// File: livecord-core/src/presence/table.rs

use std::collections::{BTreeMap, BTreeSet};

use chrono::{DateTime, Utc};
use twilight_model::id::Id;
use twilight_model::id::marker::MessageMarker;

use livecord_common::models::TrackedEntity;

#[derive(Debug, Clone, Copy, PartialEq, Eq)]
pub enum PresenceState {
    Offline,
    /// Live, and the session has a notification (or was live before we started).
    LiveAnnounced,
    /// Live, but the notification is held back until the cooldown expires.
    LiveCooldownSuppressed,
}

/// Runtime state for one tracked entity.
#[derive(Debug, Clone, Default, PartialEq)]
pub struct PresenceRecord {
    pub is_live: bool,
    /// True once the current session counts as announced.
    pub announced: bool,
    pub notification_message_id: Option<Id<MessageMarker>>,
    /// Survives going offline; blocks new notifications (not edits) until it passes.
    pub cooldown_until: Option<DateTime<Utc>>,
}

impl PresenceRecord {
    pub fn state(&self) -> PresenceState {
        match (self.is_live, self.announced) {
            (false, _) => PresenceState::Offline,
            (true, true) => PresenceState::LiveAnnounced,
            (true, false) => PresenceState::LiveCooldownSuppressed,
        }
    }

    pub fn cooldown_active(&self, now: DateTime<Utc>) -> bool {
        self.cooldown_until.is_some_and(|until| until > now)
    }

    pub(crate) fn mark_announced(
        &mut self,
        message_id: Option<Id<MessageMarker>>,
        cooldown_until: Option<DateTime<Utc>>,
    ) {
        self.is_live = true;
        self.announced = true;
        self.notification_message_id = message_id;
        if cooldown_until.is_some() {
            self.cooldown_until = cooldown_until;
        }
    }

    pub(crate) fn mark_suppressed(&mut self) {
        self.is_live = true;
        self.announced = false;
        self.notification_message_id = None;
    }

    /// Ends the session; returns the message id that was outstanding, if any.
    pub(crate) fn mark_offline(&mut self) -> Option<Id<MessageMarker>> {
        self.is_live = false;
        self.announced = false;
        self.notification_message_id.take()
    }
}

/// In-memory entity -> [`PresenceRecord`] map, owned by the engine.
///
/// Records are created lazily and only removed when an entity stops being tracked.
#[derive(Debug, Default)]
pub struct PresenceTable {
    records: BTreeMap<TrackedEntity, PresenceRecord>,
}

impl PresenceTable {
    pub fn new() -> Self {
        Self::default()
    }

    pub fn get(&self, entity: &TrackedEntity) -> Option<&PresenceRecord> {
        self.records.get(entity)
    }

    pub(crate) fn record_mut(&mut self, entity: &TrackedEntity) -> &mut PresenceRecord {
        self.records.entry(entity.clone()).or_default()
    }

    pub fn state(&self, entity: &TrackedEntity) -> PresenceState {
        self.get(entity).map_or(PresenceState::Offline, PresenceRecord::state)
    }

    /// Entities whose record says they were live after the last pass.
    pub fn live_set(&self) -> BTreeSet<TrackedEntity> {
        self.records
            .iter()
            .filter(|(_, r)| r.is_live)
            .map(|(e, _)| e.clone())
            .collect()
    }

    /// Drops records for entities no longer tracked; returns the dropped ones.
    pub(crate) fn retain_tracked(
        &mut self,
        tracked: &BTreeSet<TrackedEntity>,
    ) -> Vec<TrackedEntity> {
        let dropped: Vec<TrackedEntity> = self
            .records
            .keys()
            .filter(|e| !tracked.contains(*e))
            .cloned()
            .collect();
        for entity in &dropped {
            self.records.remove(entity);
        }
        dropped
    }

    /// Seeds records from the durable message-id map so the next pass
    /// edits these messages instead of announcing again. Each restored
    /// record gets `cooldown_until` armed.
    pub(crate) fn rehydrate<'a>(
        &mut self,
        message_ids: impl IntoIterator<Item = (&'a TrackedEntity, &'a Id<MessageMarker>)>,
        cooldown_until: DateTime<Utc>,
    ) -> usize {
        let mut n = 0;
        for (entity, message_id) in message_ids {
            self.record_mut(entity)
                .mark_announced(Some(*message_id), Some(cooldown_until));
            n += 1;
        }
        n
    }

    pub fn len(&self) -> usize {
        self.records.len()
    }

    pub fn is_empty(&self) -> bool {
        self.records.is_empty()
    }

    pub fn iter(&self) -> impl Iterator<Item = (&TrackedEntity, &PresenceRecord)> {
        self.records.iter()
    }
}

#[cfg(test)]
mod tests {
    use super::*;
    use chrono::Duration;

    fn entity(login: &str) -> TrackedEntity {
        TrackedEntity::new(login).unwrap()
    }

    #[test]
    fn unknown_entity_is_offline() {
        let table = PresenceTable::new();
        assert_eq!(table.state(&entity("alice")), PresenceState::Offline);
        assert!(table.is_empty());
    }

    #[test]
    fn transitions_through_states() {
        let now = Utc::now();
        let mut table = PresenceTable::new();
        let alice = entity("alice");

        table.record_mut(&alice).mark_suppressed();
        assert_eq!(table.state(&alice), PresenceState::LiveCooldownSuppressed);

        table
            .record_mut(&alice)
            .mark_announced(Some(Id::new(1)), Some(now + Duration::minutes(5)));
        assert_eq!(table.state(&alice), PresenceState::LiveAnnounced);
        assert!(table.get(&alice).unwrap().cooldown_active(now));

        let cleared = table.record_mut(&alice).mark_offline();
        assert_eq!(cleared, Some(Id::new(1)));
        let record = table.get(&alice).unwrap();
        assert_eq!(record.state(), PresenceState::Offline);
        assert!(record.notification_message_id.is_none());
        assert!(record.cooldown_active(now), "cooldown outlives the session");
        assert!(!record.cooldown_active(now + Duration::minutes(5)));
    }

    #[test]
    fn retain_drops_untracked_records() {
        let mut table = PresenceTable::new();
        table.record_mut(&entity("alice")).mark_suppressed();
        table.record_mut(&entity("bob")).mark_suppressed();

        let tracked: BTreeSet<_> = [entity("bob")].into_iter().collect();
        let dropped = table.retain_tracked(&tracked);
        assert_eq!(dropped, vec![entity("alice")]);
        assert_eq!(table.live_set(), tracked);
    }

    #[test]
    fn rehydrate_marks_entities_announced() {
        let now = Utc::now();
        let mut ids = BTreeMap::new();
        ids.insert(entity("alice"), Id::new(77));
        let mut table = PresenceTable::new();
        assert_eq!(table.rehydrate(&ids, now + Duration::minutes(5)), 1);
        let record = table.get(&entity("alice")).unwrap();
        assert_eq!(record.state(), PresenceState::LiveAnnounced);
        assert_eq!(record.notification_message_id, Some(Id::new(77)));
        assert!(record.cooldown_active(now));
        assert!(!record.cooldown_active(now + Duration::minutes(5)));
    }
}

= = = =

Exercise – Among the lines of the data, find every one that holds "minutes" and copy it.

Your response –
            .mark_announced(Some(Id::new(1)), Some(now + Duration::minutes(5)));
        assert!(!record.cooldown_active(now + Duration::minutes(5)));
        assert_eq!(table.rehydrate(&ids, now + Duration::minutes(5)), 1);
        assert!(!record.cooldown_active(now + Duration::minutes(5)));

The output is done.